Ahmadi Muslims have been stigmatized in the mainstream Muslim community. This can be evidently seen through many conventional clerics, politicians, and presidents who push for anti-Ahmadi propaganda. I will be discussing how the stigmatization of Ahmadi Muslims affects their lives and well-being in a negative way, with a particular emphasis on Ahmadis from Pakistan.
Ahmadi Muslims have been compelled to leave their home countries after experiencing displacement and trauma in Pakistan. The start of this was when Ahmadis had been declared non-Muslims in Pakistan in 1974 when the constitutional amendment was passed. This was the first time the world saw a Muslim majority country dictate who is not considered a Muslim. One would assume that from this day forward, the community would begin to experience great difficulty practicing their faith, but records show the persecution of the community started in 1953 and possibly even much before this. The community has faced nearly 67 years of recorded persecution and to this day, there has been little to no improvement for the community to be allowed to practice their faith openly. The president of Pakistan during the time when the constitutional amendment was passed, Zia-ul Haq, was the one to separate voter registration and push for the slurs and derogatory terms such as “Qadiani” to be used against the community.
Pakistanis found unity with mainstream Sunni Islam leaders with an agreement on the ex-communication of Ahmadi Muslims. Despite this all, Zia-ul Haq led many anti-Ahmadis to push their propaganda against the community. When a president is in power, the nations expect this person to put all of his biases aside to lead a nation and see everyone as one. This was the complete opposite as to what happened in Pakistan — Ahmadi Muslims who had the financial means to leave the country to immigrate did just that, but many of those who were not able to do this stayed back and many still reside in Pakistan. “The economic implications of the insecurity have an immense bearing on the lives of the Ahmadi community as we understand after looking into their lives closely. They have to sell their property cheaply or have to leave it unattended, shattered or burnt. Saving their lives is the first priority in such circumstances” (Imtiaz & Sultana & Rana, 2015, pg. 13). One example of when several Ahmadis were forced to leave their land and seek refuge elsewhere is seen in the following:
“In 2008, at least 15 Ahmadis were charged under various provisions of the blasphemy law. In addition to blasphemy charges, Ahmadis have sporadically come under physical attack. For example, in June 2006, a mob burned down Ahmadi shops and homes in Jhando Sahi village near the town of Daska in Punjab province, forcing more than 100 Ahmadis to flee. The police, though present at the scene, failed to intervene or arrest any of the culprits. However, the authorities charged seven Ahmadis under the Blasphemy Law” (Fisanick, 2011, pg. 224).

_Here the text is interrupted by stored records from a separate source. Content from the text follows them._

//! Resource allocator hierarchy.
//!
//! Three tiers: the [`GlobalAllocator`] talks to the device directly and owns
//! the long-lived caches; a [`frame::RingFrameAllocator`] hands out one
//! [`frame::FrameAllocator`] per frame-in-flight and recycles a slot only
//! after its fences signal; [`linear::LinearAllocator`]s serve per-submission
//! scratch with bump allocation.
//!
//! Callers that don't care about the tier hold a `&dyn ResourceAllocator`.

use std::sync::atomic::{AtomicU64, Ordering};
use std::sync::Arc;

use crate::access::DomainFlags;
use crate::backend::{
    DescriptorSetLayoutCreateInfo, DeviceBackend, FramebufferCreateInfo, PipelineCreateInfo,
    RenderPassCreateInfo, SetBinding,
};
use crate::cache::Cache;
use crate::error::Result;
use crate::resource::{
    Buffer, BufferCreateInfo, CommandBufferHandle, DescriptorSetHandle, DescriptorSetLayoutHandle,
    FenceHandle, FramebufferHandle, ImageCreateInfo, ImageHandle, ImageViewCreateInfo,
    ImageViewHandle, PipelineHandle, RenderPassHandle, SamplerCreateInfo, SamplerHandle,
    SemaphoreHandle,
};

pub mod frame;
pub mod linear;
pub mod pool;

pub use self::frame::{FrameAllocator, RingFrameAllocator};
pub use self::linear::LinearAllocator;
pub use self::pool::DescriptorSetPool;

/// Runtime tunables, loaded from a `config::Config` the way the surrounding
/// application configures everything else.
#[derive(Clone, Debug)]
pub struct RuntimeOptions {
    pub frames_in_flight: usize,
    pub cache_collect_threshold: u64,
    pub scratch_block_size: u64,
    pub max_recording_threads: usize,
}

impl Default for RuntimeOptions {
    fn default() -> RuntimeOptions {
        RuntimeOptions {
            frames_in_flight: 2,
            cache_collect_threshold: 32,
            scratch_block_size: 1 << 20,
            max_recording_threads: 8,
        }
    }
}

impl RuntimeOptions {
    pub fn from_config(cfg: &config::Config) -> RuntimeOptions {
        let d = RuntimeOptions::default();
        RuntimeOptions {
            frames_in_flight: cfg
                .get::<usize>("gfx.frames_in_flight")
                .unwrap_or(d.frames_in_flight),
            cache_collect_threshold: cfg
                .get::<u64>("gfx.cache_collect_threshold")
                .unwrap_or(d.cache_collect_threshold),
            scratch_block_size: cfg
                .get::<u64>("gfx.scratch_block_size")
                .unwrap_or(d.scratch_block_size),
            max_recording_threads: cfg
                .get::<usize>("gfx.max_recording_threads")
                .unwrap_or(d.max_recording_threads),
        }
    }
}

/// The operation set every allocator tier exposes.
pub trait ResourceAllocator {
    fn backend(&self) -> &dyn DeviceBackend;
    fn allocate_image(&self, ci: &ImageCreateInfo) -> Result<ImageHandle>;
    fn allocate_image_view(&self, ci: &ImageViewCreateInfo) -> Result<ImageViewHandle>;
    fn allocate_buffer(&self, ci: &BufferCreateInfo) -> Result<Buffer>;
    fn allocate_semaphore(&self) -> Result<SemaphoreHandle>;
    fn allocate_timeline_semaphore(&self, initial_value: u64) -> Result<SemaphoreHandle>;
    fn allocate_fence(&self) -> Result<FenceHandle>;
    fn allocate_command_buffer(&self, domain: DomainFlags) -> Result<CommandBufferHandle>;
    fn allocate_renderpass(&self, ci: &RenderPassCreateInfo) -> Result<RenderPassHandle>;
    fn allocate_framebuffer(&self, ci: &FramebufferCreateInfo) -> Result<FramebufferHandle>;
    fn allocate_sampler(&self, ci: &SamplerCreateInfo) -> Result<SamplerHandle>;
    fn deallocate_image(&self, image: ImageHandle);
    fn deallocate_image_view(&self, view: ImageViewHandle);
    fn deallocate_buffer(&self, buffer: Buffer);
}

/// Thread-safe device-level allocator. Creation calls go straight to the
/// backend; cacheable objects go through the LRU caches.
pub struct GlobalAllocator {
    backend: Arc<dyn DeviceBackend>,
    pub options: RuntimeOptions,
    frame_counter: AtomicU64,

    pub renderpasses: Cache<RenderPassCreateInfo, RenderPassHandle>,
    pub framebuffers: Cache<FramebufferCreateInfo, FramebufferHandle>,
    pub samplers: Cache<SamplerCreateInfo, SamplerHandle>,
    pub pipelines: Cache<PipelineCreateInfo, PipelineHandle>,
    pub set_layouts: Cache<DescriptorSetLayoutCreateInfo, DescriptorSetLayoutHandle>,
    pub descriptor_pools: Cache<DescriptorSetLayoutCreateInfo, Arc<DescriptorSetPool>>,
}

impl GlobalAllocator {
    pub fn new(backend: Arc<dyn DeviceBackend>, options: RuntimeOptions) -> GlobalAllocator {
        GlobalAllocator {
            backend,
            options,
            frame_counter: AtomicU64::new(0),
            renderpasses: Cache::new(),
            framebuffers: Cache::new(),
            samplers: Cache::new(),
            pipelines: Cache::new(),
            set_layouts: Cache::new(),
            descriptor_pools: Cache::new(),
        }
    }

    pub fn current_frame(&self) -> u64 {
        self.frame_counter.load(Ordering::Relaxed)
    }

    pub(crate) fn advance_frame(&self) -> u64 {
        self.frame_counter.fetch_add(1, Ordering::Relaxed)
    }

    pub fn allocate_pipeline(&self, ci: &PipelineCreateInfo) -> Result<PipelineHandle> {
        let frame = self.current_frame();
        let backend = &*self.backend;
        self.pipelines
            .acquire(ci, frame, |ci| backend.create_pipeline(ci))
    }

    pub fn allocate_descriptor_set(
        &self,
        layout_ci: &DescriptorSetLayoutCreateInfo,
        contents: &SetBinding,
    ) -> Result<DescriptorSetHandle> {
        let pool = self.descriptor_pool(layout_ci)?;
        let set = pool.acquire(&*self.backend)?;
        self.backend.write_descriptor_set(set, contents)?;
        Ok(set)
    }

    pub fn descriptor_pool(
        &self,
        layout_ci: &DescriptorSetLayoutCreateInfo,
    ) -> Result<Arc<DescriptorSetPool>> {
        let frame = self.current_frame();
        let backend = &*self.backend;
        let set_layouts = &self.set_layouts;
        self.descriptor_pools.acquire(layout_ci, frame, |ci| {
            let layout = set_layouts.acquire(ci, frame, |ci| backend.create_descriptor_set_layout(ci))?;
            let sizes = ci
                .bindings
                .iter()
                .map(|b| (b.descriptor_type, b.count))
                .collect();
            Ok(Arc::new(DescriptorSetPool::new(layout, sizes)))
        })
    }

    /// Evict cache entries that have not been used for a while.
    pub fn collect(&self, current_frame: u64) {
        let t = self.options.cache_collect_threshold;
        let backend = &*self.backend;
        self.framebuffers
            .collect(current_frame, t, |fb| backend.destroy_framebuffer(fb));
        self.renderpasses
            .collect(current_frame, t, |rp| backend.destroy_renderpass(rp));
        self.samplers
            .collect(current_frame, t, |s| backend.destroy_sampler(s));
        self.pipelines
            .collect(current_frame, t, |p| backend.destroy_pipeline(p));
        self.descriptor_pools
            .collect(current_frame, t, |p| p.destroy(backend));
    }
}

impl Drop for GlobalAllocator {
    fn drop(&mut self) {
        let backend = self.backend.clone();
        self.framebuffers.clear(|fb| backend.destroy_framebuffer(fb));
        self.renderpasses.clear(|rp| backend.destroy_renderpass(rp));
        self.samplers.clear(|s| backend.destroy_sampler(s));
        self.pipelines.clear(|p| backend.destroy_pipeline(p));
        self.descriptor_pools.clear(|p| p.destroy(&*backend));
        self.set_layouts.clear(|_| {});
    }
}

impl ResourceAllocator for GlobalAllocator {
    fn backend(&self) -> &dyn DeviceBackend {
        &*self.backend
    }

    fn allocate_image(&self, ci: &ImageCreateInfo) -> Result<ImageHandle> {
        self.backend.create_image(ci)
    }

    fn allocate_image_view(&self, ci: &ImageViewCreateInfo) -> Result<ImageViewHandle> {
        self.backend.create_image_view(ci)
    }

    fn allocate_buffer(&self, ci: &BufferCreateInfo) -> Result<Buffer> {
        self.backend.create_buffer(ci)
    }

    fn allocate_semaphore(&self) -> Result<SemaphoreHandle> {
        self.backend.create_semaphore()
    }

    fn allocate_timeline_semaphore(&self, initial_value: u64) -> Result<SemaphoreHandle> {
        self.backend.create_timeline_semaphore(initial_value)
    }

    fn allocate_fence(&self) -> Result<FenceHandle> {
        self.backend.create_fence()
    }

    fn allocate_command_buffer(&self, domain: DomainFlags) -> Result<CommandBufferHandle> {
        self.backend.create_command_buffer(domain)
    }

    fn allocate_renderpass(&self, ci: &RenderPassCreateInfo) -> Result<RenderPassHandle> {
        let frame = self.current_frame();
        let backend = &*self.backend;
        self.renderpasses
            .acquire(ci, frame, |ci| backend.create_renderpass(ci))
    }

    fn allocate_framebuffer(&self, ci: &FramebufferCreateInfo) -> Result<FramebufferHandle> {
        let frame = self.current_frame();
        let backend = &*self.backend;
        self.framebuffers
            .acquire(ci, frame, |ci| backend.create_framebuffer(ci))
    }

    fn allocate_sampler(&self, ci: &SamplerCreateInfo) -> Result<SamplerHandle> {
        let frame = self.current_frame();
        let backend = &*self.backend;
        self.samplers
            .acquire(ci, frame, |ci| backend.create_sampler(ci))
    }

    fn deallocate_image(&self, image: ImageHandle) {
        self.backend.destroy_image(image);
    }

    fn deallocate_image_view(&self, view: ImageViewHandle) {
        self.backend.destroy_image_view(view);
    }

    fn deallocate_buffer(&self, buffer: Buffer) {
        self.backend.destroy_buffer(buffer.buffer);
    }
}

This example from 2006 shows exactly what happens when Ahmadis rely on the police force for safety when they are experiencing great difficulties. The exact opposite happens where they get charged themselves for simply being an Ahmadi under the blasphemy laws in Pakistan. Ahmadis have been turned into criminals in Pakistan for practicing their faith, and there has been little to no interference by other nations to put a stop to such laws against minorities.
“According to a 2002 United States State Department report, since 1999, 316 Ahmadis have been formally charged in criminal cases (including blasphemy) owing to their religion. Between 1999 and 2001, at least twenty-four Ahmadis were charged with blasphemy; if convicted, they could be sentenced to life imprisonment or death” (Khan, 2003, pg. 218).
Ahmadis have been charged for “speaking of God offensively” for simply calling themselves Ahmadis — it is a crime for them to claim their religion in Pakistan. Ahmadis have been illegalized ever since the constitutional amendment was passed. “The word ‘illegalized’ draws attention to the institutional and political processes which can orient policies, legal decisions, as well as relations between affected migrants and broader civil society” (Pashang, & Gruner, 2015, pg. 7). Not only the constitution but the cultural and religious implications in the Pakistani culture also forced Ahmadi people to be ostracized in their home country. The illegalization of Ahmadis was through the constitution declaring them criminals for practicing their religion, but to add on to this the effects of this illegalization, and there have been implications of forced displacement the community has been facing for years now.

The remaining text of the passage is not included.